Which brings up the issue of what UK Watchkeeper drones will be used for when the Afghan deployment ends for the UK.
With a high rate of attrition (one third of US Predator drones have crashed), and rapid obsolescence, maintaining a drone programme may not be as cheap as previously thought.
What deployments by the UK will require drones? Certainly there has been no satisfactory solution for the risk of large drones flying in civilian air space. This severely limits what can be done with a large drone and certainly one wonders what will be done with a £700,000,000 worth of drones.

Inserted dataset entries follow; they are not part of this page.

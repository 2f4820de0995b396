//! 浏览器会话 - 基础设施层
//!
//! 每个账号独占一个 Session，持有 Browser 和唯一的 Page，
//! 只暴露导航、查找、读取、点击、条件等待这些能力，不认识任何业务概念。
//! 所有等待都是“轮询直到条件满足或超时”，不存在无限阻塞。

use std::time::Duration;

use anyhow::Result;
use chromiumoxide::cdp::browser_protocol::page::HandleJavaScriptDialogParams;
use chromiumoxide::{Browser, Element, Page};
use regex::Regex;
use tokio::time::{sleep, Instant};
use tracing::{debug, warn};

use crate::browser::headless::launch_stealth_browser;
use crate::browser::locator::Locator;
use crate::config::Config;
use crate::error::AppError;

/// 元素可见性判断脚本：有尺寸且没被 display/visibility 藏起来
const VISIBILITY_FN: &str = r#"
    function() {
        const rect = this.getBoundingClientRect();
        const style = window.getComputedStyle(this);
        return rect.width > 0 && rect.height > 0
            && style.display !== 'none'
            && style.visibility !== 'hidden';
    }
"#;

/// 单个账号的浏览器会话
pub struct Session {
    browser: Browser,
    page: Page,
    poll: Duration,
}

impl Session {
    /// 启动一个全新的隔离会话
    pub async fn open(config: &Config) -> Result<Self> {
        let (browser, page) = launch_stealth_browser(config).await?;
        Ok(Self {
            browser,
            page,
            poll: config.poll_interval(),
        })
    }

    /// 导航到指定 URL
    pub async fn navigate(&self, url: &str) -> Result<()> {
        debug!("导航到: {}", url);
        self.page
            .goto(url)
            .await
            .map_err(|e| AppError::navigation_failed(url, e))?;
        Ok(())
    }

    /// 刷新当前页面
    pub async fn reload(&self) -> Result<()> {
        self.page.reload().await.map_err(AppError::from)?;
        Ok(())
    }

    /// 当前页面地址（读不到时返回空串）
    pub async fn current_url(&self) -> String {
        self.page.url().await.ok().flatten().unwrap_or_default()
    }

    /// 当前页面标题（读不到时返回空串）
    pub async fn title(&self) -> String {
        self.page
            .get_title()
            .await
            .ok()
            .flatten()
            .unwrap_or_default()
    }

    /// 页面源码，排错时打印用
    pub async fn page_source(&self) -> Result<String> {
        let html = self.page.content().await.map_err(AppError::from)?;
        Ok(html)
    }

    /// 按定位策略查找所有匹配元素，未命中返回空列表而不是错误
    pub async fn find_all(&self, locator: &Locator) -> Vec<Element> {
        let found = match locator {
            Locator::Css(selector) => self.page.find_elements(selector.as_str()).await,
            Locator::Xpath(query) => self.page.find_xpaths(query.as_str()).await,
        };
        found.unwrap_or_default()
    }

    /// 该策略下第一个可见的元素
    pub async fn first_visible(&self, locator: &Locator) -> Option<Element> {
        for element in self.find_all(locator).await {
            if self.is_visible(&element).await {
                return Some(element);
            }
        }
        None
    }

    /// 元素是否可见
    pub async fn is_visible(&self, element: &Element) -> bool {
        match element.call_js_fn(VISIBILITY_FN, false).await {
            Ok(ret) => ret
                .result
                .value
                .and_then(|v| serde_json::from_value::<bool>(v).ok())
                .unwrap_or(false),
            Err(_) => false,
        }
    }

    /// 元素是否带 disabled 属性
    pub async fn is_disabled(&self, element: &Element) -> bool {
        element
            .attribute("disabled")
            .await
            .ok()
            .flatten()
            .is_some()
    }

    /// 元素的显示文本（读不到时返回空串）
    pub async fn text_of(&self, element: &Element) -> String {
        element
            .inner_text()
            .await
            .ok()
            .flatten()
            .unwrap_or_default()
    }

    /// 读取元素属性
    pub async fn attribute(&self, element: &Element, name: &str) -> Option<String> {
        element.attribute(name).await.ok().flatten()
    }

    /// 清空输入框里可能预填的内容后输入文本
    pub async fn clear_and_type(&self, element: &Element, text: &str) -> Result<()> {
        element
            .call_js_fn(
                r#"function() {
                    this.value = '';
                    this.dispatchEvent(new Event('input', { bubbles: true }));
                }"#,
                false,
            )
            .await
            .map_err(AppError::from)?;
        element.click().await.map_err(AppError::from)?;
        element.type_str(text).await.map_err(AppError::from)?;
        Ok(())
    }

    /// JS 强制点击，绕过元素被遮挡时模拟指针点不到的问题
    pub async fn force_click(&self, element: &Element) -> Result<()> {
        element
            .call_js_fn("function() { this.click(); }", false)
            .await
            .map_err(AppError::from)?;
        Ok(())
    }

    /// 滚动到元素可见区域
    pub async fn scroll_into_view(&self, element: &Element) -> Result<()> {
        element.scroll_into_view().await.map_err(AppError::from)?;
        Ok(())
    }

    /// 在时限内等待某个策略出现可见元素
    pub async fn wait_for_visible(&self, locator: &Locator, timeout: Duration) -> Option<Element> {
        let deadline = Instant::now() + timeout;
        loop {
            if let Some(element) = self.first_visible(locator).await {
                return Some(element);
            }
            if Instant::now() >= deadline {
                debug!("等待元素超时: {}", locator);
                return None;
            }
            sleep(self.poll).await;
        }
    }

    /// 在时限内依次尝试一组策略，返回第一个命中可见元素的 (策略序号, 元素)
    ///
    /// 每一轮轮询都按优先级把整条策略链过一遍，先命中的策略赢。
    pub async fn wait_for_any_visible(
        &self,
        locators: &[Locator],
        timeout: Duration,
    ) -> Option<(usize, Element)> {
        let deadline = Instant::now() + timeout;
        loop {
            for (index, locator) in locators.iter().enumerate() {
                if let Some(element) = self.first_visible(locator).await {
                    return Some((index, element));
                }
            }
            if Instant::now() >= deadline {
                return None;
            }
            sleep(self.poll).await;
        }
    }

    /// 在时限内等待页面地址匹配给定模式
    pub async fn wait_for_url(&self, pattern: &Regex, timeout: Duration) -> bool {
        let deadline = Instant::now() + timeout;
        loop {
            if pattern.is_match(&self.current_url().await) {
                return true;
            }
            if Instant::now() >= deadline {
                return false;
            }
            sleep(self.poll).await;
        }
    }

    /// 在时限内等待指定元素的文本发生变化，返回变化后的文本
    pub async fn wait_for_text_change(
        &self,
        locator: &Locator,
        before: &str,
        timeout: Duration,
    ) -> Option<String> {
        let deadline = Instant::now() + timeout;
        loop {
            if let Some(element) = self.first_visible(locator).await {
                let text = self.text_of(&element).await;
                if text != before {
                    return Some(text);
                }
            }
            if Instant::now() >= deadline {
                return None;
            }
            sleep(self.poll).await;
        }
    }

    /// 如果在时限内出现原生确认弹窗就接受它，没有弹窗不算错误
    pub async fn accept_dialog_if_present(&self, timeout: Duration) -> bool {
        let deadline = Instant::now() + timeout;
        loop {
            let params = HandleJavaScriptDialogParams::builder().accept(true).build();
            if let Ok(params) = params {
                // 没有打开的弹窗时该命令会报错，这里把报错当“还没出现”
                if self.page.execute(params).await.is_ok() {
                    debug!("✓ 已接受确认弹窗");
                    return true;
                }
            }
            if Instant::now() >= deadline {
                return false;
            }
            sleep(self.poll).await;
        }
    }

    /// 关闭会话，释放浏览器进程
    ///
    /// 每个账号处理完毕后必须调用，不管成功还是失败。
    pub async fn close(mut self) {
        if let Err(e) = self.browser.close().await {
            warn!("关闭浏览器失败: {}", e);
        }
        if let Err(e) = self.browser.wait().await {
            warn!("等待浏览器退出失败: {}", e);
        }
    }
}
use std::fmt;

/// 应用程序错误类型
#[derive(Debug)]
pub enum AppError {
    /// 配置错误
    Config(ConfigError),
    /// 浏览器相关错误
    Browser(BrowserError),
    /// 登录失败
    Login(LoginError),
    /// 其他错误（用于包装第三方库错误）
    Other(String),
}

impl fmt::Display for AppError {
    fn fmt(&self, f: &mut fmt::Formatter<'_>) -> fmt::Result {
        match self {
            AppError::Config(e) => write!(f, "配置错误: {}", e),
            AppError::Browser(e) => write!(f, "浏览器错误: {}", e),
            AppError::Login(e) => write!(f, "登录失败: {}", e),
            AppError::Other(msg) => write!(f, "错误: {}", msg),
        }
    }
}

impl std::error::Error for AppError {
    fn source(&self) -> Option<&(dyn std::error::Error + 'static)> {
        match self {
            AppError::Browser(e) => Some(e),
            AppError::Config(e) => Some(e),
            AppError::Login(e) => Some(e),
            AppError::Other(_) => None,
        }
    }
}

/// 配置错误
#[derive(Debug)]
pub enum ConfigError {
    /// 未配置任何有效账号
    NoAccounts,
}

impl fmt::Display for ConfigError {
    fn fmt(&self, f: &mut fmt::Formatter<'_>) -> fmt::Result {
        match self {
            ConfigError::NoAccounts => {
                write!(f, "未解析到任何有效账号，请检查 CONSOLE_ACCOUNTS 环境变量")
            }
        }
    }
}

impl std::error::Error for ConfigError {}

/// 浏览器相关错误
#[derive(Debug)]
pub enum BrowserError {
    /// 启动浏览器失败
    LaunchFailed {
        source: Box<dyn std::error::Error + Send + Sync>,
    },
    /// 浏览器配置失败
    ConfigurationFailed {
        message: String,
    },
    /// 导航失败
    NavigationFailed {
        url: String,
        source: Box<dyn std::error::Error + Send + Sync>,
    },
    /// 执行脚本或 CDP 命令失败
    ScriptFailed {
        source: Box<dyn std::error::Error + Send + Sync>,
    },
}

impl fmt::Display for BrowserError {
    fn fmt(&self, f: &mut fmt::Formatter<'_>) -> fmt::Result {
        match self {
            BrowserError::LaunchFailed { source } => {
                write!(f, "启动浏览器失败: {}", source)
            }
            BrowserError::ConfigurationFailed { message } => {
                write!(f, "浏览器配置失败: {}", message)
            }
            BrowserError::NavigationFailed { url, source } => {
                write!(f, "导航到 {} 失败: {}", url, source)
            }
            BrowserError::ScriptFailed { source } => {
                write!(f, "执行脚本失败: {}", source)
            }
        }
    }
}

impl std::error::Error for BrowserError {
    fn source(&self) -> Option<&(dyn std::error::Error + 'static)> {
        match self {
            BrowserError::LaunchFailed { source }
            | BrowserError::NavigationFailed { source, .. }
            | BrowserError::ScriptFailed { source } => {
                Some(source.as_ref() as &(dyn std::error::Error + 'static))
            }
            BrowserError::ConfigurationFailed { .. } => None,
        }
    }
}

/// 登录失败（对单个账号是终态，不进入后续流程）
#[derive(Debug)]
pub enum LoginError {
    /// 未找到账号输入框
    IdentifierFieldNotFound,
    /// 未找到密码输入框（单步和两步流程都尝试过）
    PasswordFieldNotFound,
    /// 未找到提交按钮
    SubmitControlNotFound,
    /// 提交后未跳转到已知的登录后页面
    DestinationNotReached {
        url: String,
        title: String,
    },
}

impl fmt::Display for LoginError {
    fn fmt(&self, f: &mut fmt::Formatter<'_>) -> fmt::Result {
        match self {
            LoginError::IdentifierFieldNotFound => {
                write!(f, "未找到账号输入框，登录页面加载异常")
            }
            LoginError::PasswordFieldNotFound => {
                write!(f, "未找到密码输入框（两步流程也已尝试）")
            }
            LoginError::SubmitControlNotFound => {
                write!(f, "未找到登录提交按钮")
            }
            LoginError::DestinationNotReached { url, title } => {
                write!(f, "登录超时或失败，当前地址: {}，标题: {}", url, title)
            }
        }
    }
}

impl std::error::Error for LoginError {}

// ========== 从常见错误类型转换 ==========
// 注意：不需要手动实现 From<AppError> for anyhow::Error，
// 因为 anyhow 已经为所有实现了 std::error::Error 的类型提供了自动实现

impl From<chromiumoxide::error::CdpError> for AppError {
    fn from(err: chromiumoxide::error::CdpError) -> Self {
        AppError::Browser(BrowserError::ScriptFailed {
            source: Box::new(err),
        })
    }
}

// ========== 便捷构造函数 ==========

impl AppError {
    /// 创建浏览器启动错误
    pub fn browser_launch_failed(source: impl std::error::Error + Send + Sync + 'static) -> Self {
        AppError::Browser(BrowserError::LaunchFailed {
            source: Box::new(source),
        })
    }

    /// 创建导航错误
    pub fn navigation_failed(
        url: impl Into<String>,
        source: impl std::error::Error + Send + Sync + 'static,
    ) -> Self {
        AppError::Browser(BrowserError::NavigationFailed {
            url: url.into(),
            source: Box::new(source),
        })
    }
}

// ========== Result 类型别名 ==========

/// 应用程序结果类型
pub type AppResult<T> = Result<T, AppError>;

There was initially a plan that the Watchkeeper programme would provide a UK drone that could be sold on to other buyers. But with the Watchkeeper based on an Israeli Hermes drone, it seems unlikely that an export programme could be developed that didn’t compete directly with the state of the art Israeli product and its aggressive Israeli manufacturers. Perhaps the best chance for a market will be with France, which is the home of Watchkeeper partner Thales.
UK arms export regulations are more stringent than the loose Israeli standards, so markets for military Watchkeepers would be limited. And what local civilian markets can be envisioned when the MALE drones cannot safely be flown in civilian airspace.
There is a much larger civilian market in large countries like Canada, Australia, Brazil, etc where the issue of remote controlled planes in civilian air space can be overcome. But what evidence is there that the Watchkeeper drone can out compete its Israeli progenitor/rivals.